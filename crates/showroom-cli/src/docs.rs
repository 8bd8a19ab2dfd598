//! Documentation scanning and build-time precompilation of code blocks.

use crate::error::{BuildError, CliError, Result};
use crate::ui::DocsProgress;
use showroom_compiler::{
    CodeBlocksManifest, Compiler, DocumentCodeBlocks, DocumentKind, ShowroomError,
    SupportedLanguage, precompile_document,
};
use std::path::{Path, PathBuf};
use tracing::debug;
use walkdir::{DirEntry, WalkDir};

/// Directories never scanned for documents.
const SKIPPED_DIRS: &[&str] = &["node_modules", "target", "dist"];

/// Every `.md`/`.mdx` file under `root`, sorted for reproducible output.
pub fn scan_documents(root: &Path) -> Result<Vec<PathBuf>> {
    if !root.is_dir() {
        return Err(BuildError::DocsNotFound(root.to_path_buf()).into());
    }

    let mut documents = Vec::new();
    let walker = WalkDir::new(root)
        .follow_links(false)
        .into_iter()
        .filter_entry(|entry| entry.depth() == 0 || !is_skipped(entry));

    for entry in walker {
        let entry = entry.map_err(|e| CliError::Custom(format!("Failed to scan docs: {}", e)))?;
        if entry.file_type().is_file() && document_kind(entry.path()).is_some() {
            documents.push(entry.into_path());
        }
    }

    documents.sort();
    debug!(count = documents.len(), root = %root.display(), "scanned documentation");
    Ok(documents)
}

fn is_skipped(entry: &DirEntry) -> bool {
    let name = entry.file_name().to_string_lossy();
    name.starts_with('.') || (entry.file_type().is_dir() && SKIPPED_DIRS.contains(&name.as_ref()))
}

/// Markdown flavour of a document, by extension.
pub fn document_kind(path: &Path) -> Option<DocumentKind> {
    path.extension()
        .and_then(|ext| ext.to_str())
        .and_then(DocumentKind::from_extension)
}

/// Manifest path of a document: relative to the docs root, `/`-separated.
pub fn manifest_path(root: &Path, document: &Path) -> String {
    let relative = document.strip_prefix(root).unwrap_or(document);
    relative
        .components()
        .map(|component| component.as_os_str().to_string_lossy())
        .collect::<Vec<_>>()
        .join("/")
}

/// Precompile one document's code blocks.
pub fn compile_document(
    compiler: &Compiler,
    root: &Path,
    document: &Path,
    accepted: &[SupportedLanguage],
) -> Result<DocumentCodeBlocks> {
    let kind = document_kind(document).ok_or_else(|| BuildError::Document {
        document: document.to_path_buf(),
        reason: "not a .md or .mdx file".to_string(),
    })?;
    let source = std::fs::read_to_string(document)?;

    let blocks = precompile_document(compiler, &source, kind, accepted).map_err(|err| {
        match err {
            ShowroomError::CodeBlock {
                line,
                lang,
                message,
                ..
            } => BuildError::CodeBlock {
                document: document.to_path_buf(),
                line,
                error: format!("[{}] {}", lang, message),
            },
            other => BuildError::Document {
                document: document.to_path_buf(),
                reason: other.to_string(),
            },
        }
    })?;

    Ok(DocumentCodeBlocks {
        path: manifest_path(root, document),
        blocks,
    })
}

/// Precompile every document under `root`, aborting on the first failure.
///
/// Documents without accepted code blocks are left out of the manifest.
pub fn precompile_all(
    compiler: &Compiler,
    root: &Path,
    accepted: &[SupportedLanguage],
) -> Result<CodeBlocksManifest> {
    let documents = scan_documents(root)?;
    let progress = DocsProgress::new(documents.len());
    let mut manifest = CodeBlocksManifest::default();

    for document in &documents {
        progress.start(&manifest_path(root, document));
        match compile_document(compiler, root, document, accepted) {
            Ok(item) => {
                if !item.blocks.is_empty() {
                    manifest.items.push(item);
                }
            }
            Err(err) => {
                progress.fail("Precompilation failed");
                return Err(err);
            }
        }
        progress.advance();
    }

    progress.finish(&format!(
        "Precompiled {} code blocks from {} documents",
        manifest.block_count(),
        documents.len()
    ));
    Ok(manifest)
}

#[cfg(test)]
mod tests {
    use super::*;
    use showroom_compiler::{CompilerOptions, PackageMap};
    use std::fs;
    use std::sync::Arc;
    use tempfile::TempDir;

    fn compiler() -> Compiler {
        Compiler::new(Arc::new(PackageMap::new()), CompilerOptions::default()).unwrap()
    }

    fn write(root: &Path, rel: &str, content: &str) {
        let path = root.join(rel);
        fs::create_dir_all(path.parent().unwrap()).unwrap();
        fs::write(path, content).unwrap();
    }

    #[test]
    fn scan_finds_markdown_and_skips_ignored_dirs() {
        let temp = TempDir::new().unwrap();
        write(temp.path(), "intro.md", "# Intro");
        write(temp.path(), "components/button.mdx", "# Button");
        write(temp.path(), "node_modules/pkg/readme.md", "# no");
        write(temp.path(), ".cache/page.md", "# no");
        write(temp.path(), "notes.txt", "no");

        let docs = scan_documents(temp.path()).unwrap();
        let names: Vec<_> = docs.iter().map(|d| manifest_path(temp.path(), d)).collect();
        assert_eq!(names, vec!["components/button.mdx", "intro.md"]);
    }

    #[test]
    fn missing_docs_dir_is_a_build_error() {
        let temp = TempDir::new().unwrap();
        let err = scan_documents(&temp.path().join("docs")).unwrap_err();
        assert!(matches!(err, CliError::Build(BuildError::DocsNotFound(_))));
    }

    #[test]
    fn precompile_all_collects_blocks_per_document() {
        let temp = TempDir::new().unwrap();
        write(
            temp.path(),
            "button.md",
            "# Button\n\n```jsx\n<button>Save</button>\n```\n\n```css\n.a {}\n```\n",
        );
        write(temp.path(), "empty.md", "# Nothing to run\n");

        let manifest =
            precompile_all(&compiler(), temp.path(), &SupportedLanguage::ALL).unwrap();
        assert_eq!(manifest.items.len(), 1);
        assert_eq!(manifest.items[0].path, "button.md");
        assert_eq!(manifest.block_count(), 1);

        let success = manifest.items[0]
            .blocks
            .get("<button>Save</button>")
            .unwrap()
            .as_ref()
            .unwrap();
        assert_eq!(success.message_id, -1);
        assert!(success.initial_code_hash.is_some());
    }

    #[test]
    fn broken_block_names_document_and_line() {
        let temp = TempDir::new().unwrap();
        write(
            temp.path(),
            "broken.md",
            "# Broken\n\nSome text.\n\n```js\nconst a = 'oops;\n```\n",
        );

        let err = precompile_all(&compiler(), temp.path(), &SupportedLanguage::ALL).unwrap_err();
        match err {
            CliError::Build(BuildError::CodeBlock {
                document, line, error,
            }) => {
                assert!(document.ends_with("broken.md"));
                assert_eq!(line, 5);
                assert!(error.starts_with("[js]"));
            }
            other => panic!("unexpected error: {other}"),
        }
    }
}
//! # showroom-compiler
//!
//! Turns documentation snippets (`js`, `jsx`, `ts`, `tsx`, `html`) into
//! JavaScript that a sandboxed preview frame can execute.
//!
//! - [`Compiler`] transpiles with OXC and reports failures as data
//! - [`rewrite_imports`] binds imports of registered packages to host variables
//! - [`PackageMap`] is the fixed registry of importable packages
//! - [`precompile_document`] seeds [`CodeBlocks`] at build time
//!
//! ```no_run
//! use std::sync::Arc;
//! use showroom_compiler::{Compiler, CompilerOptions, PackageMap, SupportedLanguage};
//!
//! let compiler = Compiler::new(Arc::new(PackageMap::new()), CompilerOptions::default())?;
//! let result = compiler.compile("<div>hi</div>", SupportedLanguage::Jsx, 1);
//! assert!(result.is_success());
//! # Ok::<(), showroom_compiler::ShowroomError>(())
//! ```

pub mod codeblocks;
pub mod compiler;
pub mod diagnostic;
pub mod error;
pub mod language;
pub mod packages;
pub mod result;
pub mod rewrite;

pub use codeblocks::{CodeFence, DocumentKind, extract_code_fences, precompile_document};
pub use compiler::{
    Compiler, CompilerOptions, RENDER_CALLEE, RENDER_HTML_CALLEE, code_hash,
};
pub use error::{Result, ShowroomError};
pub use language::SupportedLanguage;
pub use packages::{ImportConfig, PackageEntry, PackageMap, safe_name};
pub use result::{
    CacheKey, CodeBlocks, CodeBlocksManifest, CompileFailure, CompileRequest, CompileResult,
    CompileSuccess, DocumentCodeBlocks, ErrorMeta, FeatureDescriptor, MessageId,
    PRECOMPILED_MESSAGE_ID, cache_key,
};
pub use rewrite::{RewriteOptions, RewriteOutput, rewrite, rewrite_imports};
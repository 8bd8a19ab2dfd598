//! Wire types shared by every compilation backend and caller

use std::fmt;

use indexmap::IndexMap;
use serde::de::{self, SeqAccess, Visitor};
use serde::ser::SerializeTuple;
use serde::{Deserialize, Deserializer, Serialize, Serializer};

use crate::language::SupportedLanguage;

/// Correlation id of a request, scoped to one caller instance.
pub type MessageId = i64;

/// Id carried by results produced at build time rather than for a caller.
pub const PRECOMPILED_MESSAGE_ID: MessageId = -1;

/// A compile request as sent over the wire.
#[derive(Debug, Clone, PartialEq, Eq, Serialize, Deserialize)]
#[serde(rename_all = "camelCase")]
pub struct CompileRequest {
    pub source: String,
    pub lang: SupportedLanguage,
    pub message_id: MessageId,
}

/// Optional capability a compiled snippet advertises to the renderer.
#[derive(Debug, Clone, PartialEq, Eq, Serialize, Deserialize)]
#[serde(tag = "feature", rename_all = "camelCase")]
pub enum FeatureDescriptor {
    PropsEditor {
        #[serde(rename = "hasRenderEditor")]
        has_render_editor: bool,
    },
    UnionProps,
}

#[derive(Debug, Clone, PartialEq, Eq, Serialize, Deserialize)]
#[serde(rename_all = "camelCase")]
pub struct CompileSuccess {
    pub code: String,
    pub message_id: MessageId,
    pub import_names: Vec<String>,
    pub imported_packages: Vec<String>,
    pub lang: SupportedLanguage,
    pub features: Vec<FeatureDescriptor>,
    #[serde(default, skip_serializing_if = "Option::is_none")]
    pub initial_code_hash: Option<String>,
    /// Bare specifiers that are not in the PackageMap; they fail when executed.
    #[serde(default, skip_serializing_if = "Vec::is_empty")]
    pub unresolved_packages: Vec<String>,
}

#[derive(Debug, Clone, Copy, PartialEq, Eq, Serialize, Deserialize)]
#[serde(tag = "type", rename_all = "camelCase")]
pub enum ErrorMeta {
    CompilationError { line: u32 },
}

impl ErrorMeta {
    pub fn line(&self) -> u32 {
        match self {
            ErrorMeta::CompilationError { line } => *line,
        }
    }
}

#[derive(Debug, Clone, PartialEq, Eq, Serialize, Deserialize)]
#[serde(rename_all = "camelCase")]
pub struct CompileFailure {
    pub error: String,
    pub message_id: MessageId,
    #[serde(default, skip_serializing_if = "Option::is_none")]
    pub meta: Option<ErrorMeta>,
}

impl CompileFailure {
    pub fn line(&self) -> Option<u32> {
        self.meta.as_ref().map(ErrorMeta::line)
    }
}

/// Outcome of one compile request; exactly one per request.
#[derive(Debug, Clone, PartialEq, Eq, Serialize, Deserialize)]
#[serde(tag = "type", rename_all = "camelCase")]
pub enum CompileResult {
    Success(CompileSuccess),
    Error(CompileFailure),
}

impl CompileResult {
    pub fn message_id(&self) -> MessageId {
        match self {
            CompileResult::Success(success) => success.message_id,
            CompileResult::Error(failure) => failure.message_id,
        }
    }

    /// Re-tag a result for another caller, e.g. when served from a cache.
    pub fn with_message_id(mut self, message_id: MessageId) -> Self {
        match &mut self {
            CompileResult::Success(success) => success.message_id = message_id,
            CompileResult::Error(failure) => failure.message_id = message_id,
        }
        self
    }

    pub fn is_success(&self) -> bool {
        matches!(self, CompileResult::Success(_))
    }

    pub fn as_success(&self) -> Option<&CompileSuccess> {
        match self {
            CompileResult::Success(success) => Some(success),
            CompileResult::Error(_) => None,
        }
    }
}

impl From<CompileSuccess> for CompileResult {
    fn from(success: CompileSuccess) -> Self {
        CompileResult::Success(success)
    }
}

impl From<CompileFailure> for CompileResult {
    fn from(failure: CompileFailure) -> Self {
        CompileResult::Error(failure)
    }
}

const CACHE_KEY_TAG: &str = "codeCompilation";

/// Identity of one compilation unit.
///
/// Serializes as `["codeCompilation", source, lang]` so query caches outside
/// this crate can be seeded with the same keys.
#[derive(Debug, Clone, PartialEq, Eq, Hash)]
pub struct CacheKey {
    pub source: String,
    pub lang: SupportedLanguage,
}

pub fn cache_key(source: &str, lang: SupportedLanguage) -> CacheKey {
    CacheKey {
        source: source.to_string(),
        lang,
    }
}

impl Serialize for CacheKey {
    fn serialize<S: Serializer>(&self, serializer: S) -> Result<S::Ok, S::Error> {
        let mut tuple = serializer.serialize_tuple(3)?;
        tuple.serialize_element(CACHE_KEY_TAG)?;
        tuple.serialize_element(&self.source)?;
        tuple.serialize_element(&self.lang)?;
        tuple.end()
    }
}

impl<'de> Deserialize<'de> for CacheKey {
    fn deserialize<D: Deserializer<'de>>(deserializer: D) -> Result<Self, D::Error> {
        struct KeyVisitor;

        impl<'de> Visitor<'de> for KeyVisitor {
            type Value = CacheKey;

            fn expecting(&self, f: &mut fmt::Formatter<'_>) -> fmt::Result {
                f.write_str("a [\"codeCompilation\", source, lang] array")
            }

            fn visit_seq<A: SeqAccess<'de>>(self, mut seq: A) -> Result<CacheKey, A::Error> {
                let tag: String = seq
                    .next_element()?
                    .ok_or_else(|| de::Error::invalid_length(0, &self))?;
                if tag != CACHE_KEY_TAG {
                    return Err(de::Error::invalid_value(de::Unexpected::Str(&tag), &self));
                }
                let source = seq
                    .next_element()?
                    .ok_or_else(|| de::Error::invalid_length(1, &self))?;
                let lang = seq
                    .next_element()?
                    .ok_or_else(|| de::Error::invalid_length(2, &self))?;
                Ok(CacheKey { source, lang })
            }
        }

        deserializer.deserialize_tuple(3, KeyVisitor)
    }
}

/// Literal fence source → precompiled result for one document.
///
/// `None` marks a fence that was found but not precompiled.
pub type CodeBlocks = IndexMap<String, Option<CompileSuccess>>;

#[derive(Debug, Clone, PartialEq, Eq, Serialize, Deserialize)]
pub struct DocumentCodeBlocks {
    pub path: String,
    pub blocks: CodeBlocks,
}

/// Everything precompiled during a build.
#[derive(Debug, Clone, Default, PartialEq, Eq, Serialize, Deserialize)]
pub struct CodeBlocksManifest {
    pub items: Vec<DocumentCodeBlocks>,
}

impl CodeBlocksManifest {
    /// Seed entries: every precompiled success, keyed by its cache key.
    pub fn seeds(&self) -> impl Iterator<Item = (CacheKey, &CompileSuccess)> {
        self.items.iter().flat_map(|doc| {
            doc.blocks.iter().filter_map(|(source, block)| {
                block
                    .as_ref()
                    .map(|success| (cache_key(source, success.lang), success))
            })
        })
    }

    /// Locate a block by its standalone-editor hash.
    pub fn find_by_hash(&self, hash: &str) -> Option<(&str, &CompileSuccess)> {
        self.items.iter().find_map(|doc| {
            doc.blocks.iter().find_map(|(source, block)| match block {
                Some(success) if success.initial_code_hash.as_deref() == Some(hash) => {
                    Some((source.as_str(), success))
                }
                _ => None,
            })
        })
    }

    pub fn block_count(&self) -> usize {
        self.items.iter().map(|doc| doc.blocks.len()).sum()
    }
}
//! Command-line interface definition.
//!
//! - `showroom build` - precompile documentation code blocks and write the site
//! - `showroom dev` - serve the documentation with live compilation
//! - `showroom check` - validate configuration and every code block
//! - `showroom compile` - compile one snippet and print the result

mod commands;
pub mod enums;
mod tests;

use clap::Parser;
use std::path::PathBuf;

pub use commands::{BuildArgs, CheckArgs, Command, CompileArgs, DevArgs};
pub use enums::LangArg;

/// Showroom - live component documentation
#[derive(Parser, Debug)]
#[command(
    name = "showroom",
    version,
    about = "Live, editable code examples for component documentation",
    long_about = "Showroom turns the code fences of your Markdown/MDX documentation into\n\
                  editable examples. Snippets are compiled with OXC, rendered in sandboxed\n\
                  frames and precompiled at build time so pages load without a compile."
)]
pub struct Cli {
    /// Enable verbose logging (debug level)
    #[arg(short, long, global = true)]
    pub verbose: bool,

    /// Suppress all output except errors
    #[arg(short, long, global = true, conflicts_with = "verbose")]
    pub quiet: bool,

    /// Disable colored output
    #[arg(long, global = true)]
    pub no_color: bool,

    /// Path to showroom.toml (defaults to ./showroom.toml when present)
    #[arg(short, long, global = true, value_name = "FILE")]
    pub config: Option<PathBuf>,

    /// Subcommand to execute
    #[command(subcommand)]
    pub command: Command,
}
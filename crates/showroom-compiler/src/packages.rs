//! PackageMap: the fixed universe of modules importable from live-edited code

use std::path::Path;

use indexmap::IndexMap;
use serde::{Deserialize, Serialize};

use crate::error::{Result, ShowroomError};

/// One declared import, as written in configuration.
#[derive(Debug, Clone, PartialEq, Eq, Serialize, Deserialize)]
#[serde(untagged)]
pub enum ImportConfig {
    /// A package specifier resolved by the host (`"acme-ui"`).
    Package(String),
    /// A named module backed by a local path or a different specifier.
    Local { name: String, path: String },
}

impl ImportConfig {
    pub fn name(&self) -> &str {
        match self {
            ImportConfig::Package(name) => name,
            ImportConfig::Local { name, .. } => name,
        }
    }
}

/// Resolved registry entry.
#[derive(Debug, Clone, PartialEq, Eq, Serialize, Deserialize)]
#[serde(rename_all = "camelCase")]
pub struct PackageEntry {
    pub name: String,
    pub var_name: String,
    pub path: String,
}

/// Package name → entry, in declaration order.
///
/// Built once at startup and shared read-only afterwards.
#[derive(Debug, Clone, Default, PartialEq, Eq, Serialize, Deserialize)]
#[serde(transparent)]
pub struct PackageMap {
    entries: IndexMap<String, PackageEntry>,
}

impl PackageMap {
    pub fn new() -> Self {
        Self::default()
    }

    /// Build the map from configured imports.
    ///
    /// Local paths are resolved against `root`; bare package specifiers are kept.
    pub fn from_imports(imports: &[ImportConfig], root: &Path) -> Result<Self> {
        let mut map = Self::new();
        for import in imports {
            let entry = match import {
                ImportConfig::Package(name) => PackageEntry {
                    name: name.clone(),
                    var_name: safe_name(name),
                    path: name.clone(),
                },
                ImportConfig::Local { name, path } => {
                    if path.trim().is_empty() {
                        return Err(ShowroomError::invalid_package(name, "path must not be empty"));
                    }
                    let path = if is_package_specifier(path) {
                        path.clone()
                    } else {
                        path_clean::clean(root.join(path))
                            .to_string_lossy()
                            .into_owned()
                    };
                    PackageEntry {
                        name: name.clone(),
                        var_name: safe_name(name),
                        path,
                    }
                }
            };
            map.insert(entry)?;
        }
        Ok(map)
    }

    /// Register an entry, rejecting empty names and name or variable clashes.
    pub fn insert(&mut self, entry: PackageEntry) -> Result<()> {
        if entry.name.trim().is_empty() {
            return Err(ShowroomError::invalid_package(
                entry.name,
                "package name must not be empty",
            ));
        }
        if entry.var_name.len() <= 1 {
            return Err(ShowroomError::invalid_package(
                entry.name,
                "package name has no identifier characters",
            ));
        }
        if self.entries.contains_key(&entry.name) {
            return Err(ShowroomError::DuplicatePackage {
                name: entry.name,
                other: None,
            });
        }
        if let Some(other) = self
            .entries
            .values()
            .find(|existing| existing.var_name == entry.var_name)
        {
            return Err(ShowroomError::DuplicatePackage {
                name: entry.name,
                other: Some(other.name.clone()),
            });
        }
        self.entries.insert(entry.name.clone(), entry);
        Ok(())
    }

    pub fn get(&self, name: &str) -> Option<&PackageEntry> {
        self.entries.get(name)
    }

    pub fn len(&self) -> usize {
        self.entries.len()
    }

    pub fn is_empty(&self) -> bool {
        self.entries.is_empty()
    }

    pub fn iter(&self) -> impl Iterator<Item = &PackageEntry> {
        self.entries.values()
    }

    /// Render the bootstrap module that loads every package namespace and
    /// registers it on an `imports` object under its variable name.
    pub fn imports_attach(&self) -> String {
        let mut out = String::new();
        for entry in self.entries.values() {
            out.push_str(&format!(
                "import * as {} from {};\n",
                entry.var_name,
                quote(&entry.path)
            ));
        }
        out.push_str("export const imports = {};\n");
        for entry in self.entries.values() {
            out.push_str(&format!("imports.{0} = {0};\n", entry.var_name));
        }
        out
    }
}

/// Derive the variable a package is bound to inside executed snippets.
///
/// Every run of non-identifier characters is a word break; the words are joined
/// in camelCase and prefixed with `_`.
pub fn safe_name(name: &str) -> String {
    let mut out = String::from("_");
    let mut first = true;
    for word in name
        .split(|c: char| !c.is_ascii_alphanumeric())
        .filter(|word| !word.is_empty())
    {
        let mut chars = word.chars();
        if let Some(head) = chars.next() {
            if first {
                out.push(head.to_ascii_lowercase());
            } else {
                out.push(head.to_ascii_uppercase());
            }
            out.extend(chars);
            first = false;
        }
    }
    out
}

fn is_package_specifier(path: &str) -> bool {
    !path.is_empty() && path.chars().all(|c| c.is_ascii_lowercase() || c == '-')
}

fn quote(value: &str) -> String {
    serde_json::to_string(value).unwrap_or_else(|_| format!("'{}'", value))
}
::::
### Action item
Your response should contain each line of the listing in which the word "IndexMap" occurs.

### Worked solution
use indexmap::IndexMap;
pub type CodeBlocks = IndexMap<String, Option<CompileSuccess>>;
use indexmap::IndexMap;
    entries: IndexMap<String, PackageEntry>,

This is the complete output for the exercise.